George Mallory is most famous for three immortal words he spoke to a New York Times reporter in 1924 — “Because it’s there” — which have echoed throughout western culture. They are invariably trotted out whenever someone tries to justify an unjustifiable ambition. Why travel to the moon? Why explore the depths of the ocean? Once you unravel the teleological thread of these questions, you’re left with the simple fact that Mallory leaves us with.
But Mallory was more than a wit — he was a mountaineer of the first order, the rare climber whose eloquent words matched the bold style of his climbs. He cut his chops on climbs in his native England and the Alps, but it wasn’t until 1921 that he found his raison d’etre, the mountain that would consume his ambition — Everest. His first attempt was a failure; his second, in 1921, was a tragedy: seven porters died in an avalanche.
Failure only seemed to steel his resolve. He returned to Everest in 1924 for his fatal third attempt. He was last seen on the way to the summit along with his partner Andrew Irvine. Mallory’s frozen body was found by climbers on the Mountain’s north ridge in 1999.
Mallory lives on in the following brilliantly eloquent quotes.
“Because it’s there… Everest is the highest mountain in the world, and no man has reached its summit. Its existence is a challenge. The answer is instinctive, a part, I suppose, of man’s desire to conquer the universe.”
Edward Abbey in Desert Solitaire alludes to Mallory as a “frost-bitten… inarticulate” mountain climber in reference to this famous quote.
But what the quote lacks in poetry, it makes up for it with bald truth. No one has ever quite cut to the matter of mountaineering — the sport’s simplicity, the almost existential absurdity of it all.
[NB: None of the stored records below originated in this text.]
//! Voice-activity-based utterance segmentation.
//!
//! Classifies incoming PCM frames as voiced or silent from mean absolute
//! amplitude, buffers voiced spans, and finalizes an [`Utterance`] once
//! silence has lasted long enough. State machine: Idle → Voiced →
//! Silent(grace) → flush → Idle.

use crate::defaults;
use std::sync::Arc;
use std::sync::atomic::{AtomicU64, Ordering};
use std::time::Instant;

/// Trait for time operations, allowing mock time in tests.
pub trait Clock: Send + Sync {
    /// Returns the current instant.
    fn now(&self) -> Instant;
}

/// Real system clock using `std::time::Instant::now()`.
#[derive(Debug, Clone, Copy, Default)]
pub struct SystemClock;

impl Clock for SystemClock {
    fn now(&self) -> Instant {
        Instant::now()
    }
}

/// Mock clock that allows manual time advancement in tests.
#[derive(Debug, Clone)]
pub struct MockClock {
    current: Arc<std::sync::Mutex<Instant>>,
}

impl MockClock {
    /// Creates a new mock clock starting at the current instant.
    pub fn new() -> Self {
        Self {
            current: Arc::new(std::sync::Mutex::new(Instant::now())),
        }
    }

    /// Advances the mock clock by the given duration.
    pub fn advance(&self, duration: std::time::Duration) {
        let mut current = self.current.lock().unwrap_or_else(|e| e.into_inner());
        *current += duration;
    }
}

impl Default for MockClock {
    fn default() -> Self {
        Self::new()
    }
}

impl Clock for MockClock {
    fn now(&self) -> Instant {
        *self.current.lock().unwrap_or_else(|e| e.into_inner())
    }
}

/// Configuration for the utterance segmenter.
#[derive(Debug, Clone, Copy)]
pub struct SegmenterConfig {
    /// Normalized mean-amplitude threshold for detecting speech (0.0 to 1.0).
    pub vad_threshold: f32,
    /// Duration of silence before an utterance is finalized (milliseconds).
    pub silence_duration_ms: u32,
    /// Hard cap on buffered audio; reaching it flushes regardless of voice
    /// state.
    pub max_utterance_secs: u32,
    /// Sample rate in Hz, used to convert the cap to a sample count.
    pub sample_rate: u32,
}

impl Default for SegmenterConfig {
    fn default() -> Self {
        Self {
            vad_threshold: defaults::VAD_THRESHOLD,
            silence_duration_ms: defaults::SILENCE_DURATION_MS,
            max_utterance_secs: defaults::MAX_UTTERANCE_SECS,
            sample_rate: defaults::SAMPLE_RATE,
        }
    }
}

/// Current state of the segmenter.
#[derive(Debug, Clone, Copy, PartialEq, Eq)]
pub enum SegmenterState {
    /// No speech buffered.
    Idle,
    /// Speech is being buffered.
    Voiced,
    /// Speech buffered, waiting out the silence grace window.
    Silent,
}

/// A contiguous span of voiced audio bounded by silence — the unit of
/// transcription, classification and answering.
#[derive(Debug, Clone)]
pub struct Utterance {
    /// Monotonic sequence number, assigned at flush time.
    pub sequence: u64,
    /// Concatenated voiced PCM samples.
    pub samples: Vec<i16>,
    /// Timestamp of finalization.
    pub created_at: Instant,
}

impl Utterance {
    /// Duration of the buffered audio at the given sample rate.
    pub fn duration_ms(&self, sample_rate: u32) -> u32 {
        (self.samples.len() as u64 * 1000 / u64::from(sample_rate.max(1))) as u32
    }
}

/// Voice-activity segmenter state machine.
///
/// The sequence counter is shared with the pipeline so that numbering
/// continues monotonically across restart.
pub struct Segmenter<C: Clock = SystemClock> {
    config: SegmenterConfig,
    state: SegmenterState,
    buffer: Vec<i16>,
    silence_start: Option<Instant>,
    sequence: Arc<AtomicU64>,
    max_samples: usize,
    clock: C,
}

impl<C: Clock> Segmenter<C> {
    /// Creates a segmenter with the given configuration, shared sequence
    /// counter and clock.
    pub fn with_clock(config: SegmenterConfig, sequence: Arc<AtomicU64>, clock: C) -> Self {
        let max_samples = config.max_utterance_secs as usize * config.sample_rate as usize;
        Self {
            config,
            state: SegmenterState::Idle,
            buffer: Vec::new(),
            silence_start: None,
            sequence,
            max_samples,
            clock,
        }
    }

    /// Feeds one frame of samples. Returns a finalized utterance when the
    /// silence threshold (or the buffer cap) is reached.
    ///
    /// O(1) amortized per frame; never blocks.
    pub fn push_frame(&mut self, samples: &[i16]) -> Option<Utterance> {
        if samples.is_empty() {
            return None;
        }

        let voiced = mean_abs_amplitude(samples) > self.config.vad_threshold;
        let now = self.clock.now();

        if voiced {
            self.buffer.extend_from_slice(samples);
            self.state = SegmenterState::Voiced;
            self.silence_start = None;

            if self.buffer.len() >= self.max_samples {
                // Cap reached mid-speech: flush to bound memory.
                return Some(self.flush(now));
            }
            return None;
        }

        // Silent frame with nothing buffered is a no-op.
        if self.buffer.is_empty() {
            return None;
        }

        self.state = SegmenterState::Silent;
        let start = *self.silence_start.get_or_insert(now);
        let silent_ms = now.duration_since(start).as_millis() as u64;

        if silent_ms >= u64::from(self.config.silence_duration_ms) {
            return Some(self.flush(now));
        }

        None
    }

    fn flush(&mut self, now: Instant) -> Utterance {
        let sequence = self.sequence.fetch_add(1, Ordering::SeqCst);
        let samples = std::mem::take(&mut self.buffer);
        self.state = SegmenterState::Idle;
        self.silence_start = None;
        Utterance {
            sequence,
            samples,
            created_at: now,
        }
    }

    /// Discards the in-progress buffer and timing without flushing.
    ///
    /// The shared sequence counter is not reset.
    pub fn reset(&mut self) {
        self.state = SegmenterState::Idle;
        self.buffer.clear();
        self.silence_start = None;
    }

    /// Returns the current segmenter state.
    pub fn state(&self) -> SegmenterState {
        self.state
    }

    /// Number of samples currently buffered.
    pub fn buffered_samples(&self) -> usize {
        self.buffer.len()
    }
}

impl Segmenter<SystemClock> {
    /// Creates a segmenter using the system clock.
    pub fn new(config: SegmenterConfig, sequence: Arc<AtomicU64>) -> Self {
        Self::with_clock(config, sequence, SystemClock)
    }
}

/// Normalized mean absolute amplitude of 16-bit PCM samples (0.0 to 1.0).
pub fn mean_abs_amplitude(samples: &[i16]) -> f32 {
    if samples.is_empty() {
        return 0.0;
    }
    let sum: u64 = samples.iter().map(|&s| (s as i32).unsigned_abs() as u64).sum();
    (sum as f64 / samples.len() as f64 / 32768.0) as f32
}
//! Rolling conversation history and static interview profile.

use crate::defaults;
use crate::llm::{ChatTurn, Role};
use serde::{Deserialize, Serialize};
use std::collections::VecDeque;

/// Shape of generated answers.
#[derive(Debug, Clone, Copy, PartialEq, Eq, Default, Serialize, Deserialize)]
#[serde(rename_all = "lowercase")]
pub enum AnswerStyle {
    #[default]
    Concise,
    Detailed,
    Bullet,
}

impl AnswerStyle {
    pub fn as_str(&self) -> &'static str {
        match self {
            AnswerStyle::Concise => "concise",
            AnswerStyle::Detailed => "detailed",
            AnswerStyle::Bullet => "bullet",
        }
    }
}

/// Static fields describing the candidate and the role. Read-only inputs to
/// prompt construction, never part of the rolling history.
#[derive(Debug, Clone, Default, Serialize, Deserialize)]
#[serde(default)]
pub struct Profile {
    pub answer_style: AnswerStyle,
    pub job_description: String,
    pub resume: String,
    pub experience: String,
    pub specialization: String,
}

/// Bounded conversation history plus the static profile.
///
/// History is capped at a fixed number of turns with oldest-first eviction.
/// Only the most recent few turns are sent with each request, keeping request
/// size bounded independent of session length.
#[derive(Debug, Clone)]
pub struct ContextStore {
    history: VecDeque<ChatTurn>,
    max_turns: usize,
    request_window: usize,
    profile: Profile,
}

impl ContextStore {
    pub fn new(profile: Profile) -> Self {
        Self::with_limits(
            profile,
            defaults::MAX_HISTORY_TURNS,
            defaults::REQUEST_HISTORY_WINDOW,
        )
    }

    pub fn with_limits(profile: Profile, max_turns: usize, request_window: usize) -> Self {
        Self {
            history: VecDeque::with_capacity(max_turns),
            max_turns: max_turns.max(1),
            request_window,
            profile,
        }
    }

    pub fn profile(&self) -> &Profile {
        &self.profile
    }

    /// Append a user turn, evicting the oldest turn if the cap is reached.
    pub fn push_user(&mut self, content: impl Into<String>) {
        self.push(ChatTurn::user(content));
    }

    /// Append an assistant turn, evicting the oldest turn if the cap is
    /// reached.
    pub fn push_assistant(&mut self, content: impl Into<String>) {
        self.push(ChatTurn::assistant(content));
    }

    fn push(&mut self, turn: ChatTurn) {
        while self.history.len() >= self.max_turns {
            self.history.pop_front();
        }
        self.history.push_back(turn);
    }

    /// The most recent turns to include in a completion request, oldest
    /// first.
    pub fn request_window(&self) -> Vec<ChatTurn> {
        let skip = self.history.len().saturating_sub(self.request_window);
        self.history.iter().skip(skip).cloned().collect()
    }

    /// Full retained history, oldest first.
    pub fn history(&self) -> Vec<ChatTurn> {
        self.history.iter().cloned().collect()
    }

    pub fn len(&self) -> usize {
        self.history.len()
    }

    pub fn is_empty(&self) -> bool {
        self.history.is_empty()
    }

    pub fn clear(&mut self) {
        self.history.clear();
    }
}
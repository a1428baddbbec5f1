//! HTTP transcription service for OpenAI-compatible audio endpoints.

use crate::defaults;
use crate::error::{AssistError, Result};
use crate::stt::transcriber::TranscriptionService;
use reqwest::blocking::multipart::{Form, Part};
use reqwest::blocking::Client;
use reqwest::header::{AUTHORIZATION, HeaderMap, HeaderValue};
use serde::Deserialize;
use std::time::Duration;

#[derive(Debug, Deserialize)]
struct TranscriptionResponse {
    text: String,
}

/// Configuration for the remote transcription service.
#[derive(Debug, Clone)]
pub struct RemoteTranscriptionConfig {
    pub base_url: String,
    pub api_key: String,
    pub model: String,
    pub language: String,
    pub timeout: Duration,
}

impl Default for RemoteTranscriptionConfig {
    fn default() -> Self {
        Self {
            base_url: defaults::DEFAULT_STT_BASE_URL.to_string(),
            api_key: String::new(),
            model: defaults::DEFAULT_STT_MODEL.to_string(),
            language: "en".to_string(),
            timeout: defaults::REQUEST_TIMEOUT,
        }
    }
}

/// Whisper-style transcription client. Uploads a complete WAV file as
/// multipart form data and returns the recognized text.
pub struct RemoteTranscriptionService {
    config: RemoteTranscriptionConfig,
    client: Client,
}

impl RemoteTranscriptionService {
    pub fn new(config: RemoteTranscriptionConfig) -> Result<Self> {
        let mut headers = HeaderMap::new();
        if !config.api_key.is_empty() {
            let value = HeaderValue::from_str(&format!("Bearer {}", config.api_key)).map_err(
                |e| AssistError::ConfigInvalidValue {
                    key: "api_key".to_string(),
                    message: format!("not a valid header value: {}", e),
                },
            )?;
            headers.insert(AUTHORIZATION, value);
        }

        let client = Client::builder()
            .default_headers(headers)
            .timeout(config.timeout)
            .build()
            .map_err(|e| AssistError::Transcription {
                message: format!("failed to build HTTP client: {}", e),
            })?;

        Ok(Self { config, client })
    }

    fn endpoint(&self) -> String {
        format!(
            "{}/audio/transcriptions",
            self.config.base_url.trim_end_matches('/')
        )
    }
}

impl TranscriptionService for RemoteTranscriptionService {
    fn transcribe(&self, wav_bytes: &[u8]) -> Result<String> {
        let file_part = Part::bytes(wav_bytes.to_vec())
            .file_name("utterance.wav")
            .mime_str("audio/wav")
            .map_err(|e| AssistError::Transcription {
                message: format!("failed to build multipart body: {}", e),
            })?;

        let form = Form::new()
            .part("file", file_part)
            .text("model", self.config.model.clone())
            .text("language", self.config.language.clone());

        let response = self
            .client
            .post(self.endpoint())
            .multipart(form)
            .send()
            .map_err(|e| AssistError::Transcription {
                message: format!("HTTP request failed: {}", e),
            })?;

        let status = response.status();
        if !status.is_success() {
            let body = response
                .text()
                .unwrap_or_else(|_| "failed to read error response".to_string());
            return Err(AssistError::Transcription {
                message: format!("status {}: {}", status, body),
            });
        }

        let parsed: TranscriptionResponse =
            response.json().map_err(|e| AssistError::Transcription {
                message: format!("failed to parse response: {}", e),
            })?;

        Ok(parsed.text)
    }

    fn name(&self) -> &'static str {
        "remote-transcription"
    }
}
“Have we vanquished an enemy? None but ourselves.”
After a climb in the Alps, Mallory wrote about his ascent in the Alpine Journal, an account that contains this memorable quote. He hadn’t yet attempted Everest, the mountain to which his legacy would forever be tied, but already viewed mountaineering in terms of a romantic struggle with the self.
“It has always been my pet plan to climb the mountain gasless… The gasless party has the better adventure.”
Mallory went without supplementary oxygen on his first two Everest attempts, despite its use by other climbers in 1922. He wished to accomplish the feat on his own terms, to preserve the sanctity of the adventure. This anticipated the modern climbers like Reinhold Messner who believe the only fair means ascent of a mountain is one where no supplementary oxygen is used.
Failure, however, encourages compromise. In his third and final Everest attempt in 1924, Mallory followed the advice of other climbers and lugged the bulky oxygen canisters with him toward the summit, sucking the gas out of the primitive mask. If he couldn’t do it without oxygen, he would do it by any means necessary. “The conquest of the mountain is the great thing,” he said.
“My intention is to carry as little as possible, move fast and catch the summit by surprise.”
This could be the credo of the modern day alpine-style climber, whose goal is to travel light and fast and gain the summit in one push. The siege tactics that Mallory and other climbers of his day used on Everest, however, is a far cry from this ideal. Dozens of people and thousands of pounds of supplies were used to ensure that two climbers would have a chance at reaching the summit.
“[Everest] was a prodigious white fang excrescent from the jaw of the world… We were satisfied that the highest of mountains would not disappoint us.”
Mallory had a way with words. His Everest journals are filled with mellifluous — yet hard edged — descriptions like this one. This is no surprise, considering he studied at Cambridge and was well acquainted with the literary classics. Reportedly, he would recite Keats to his fellow climbers at camp on Everest.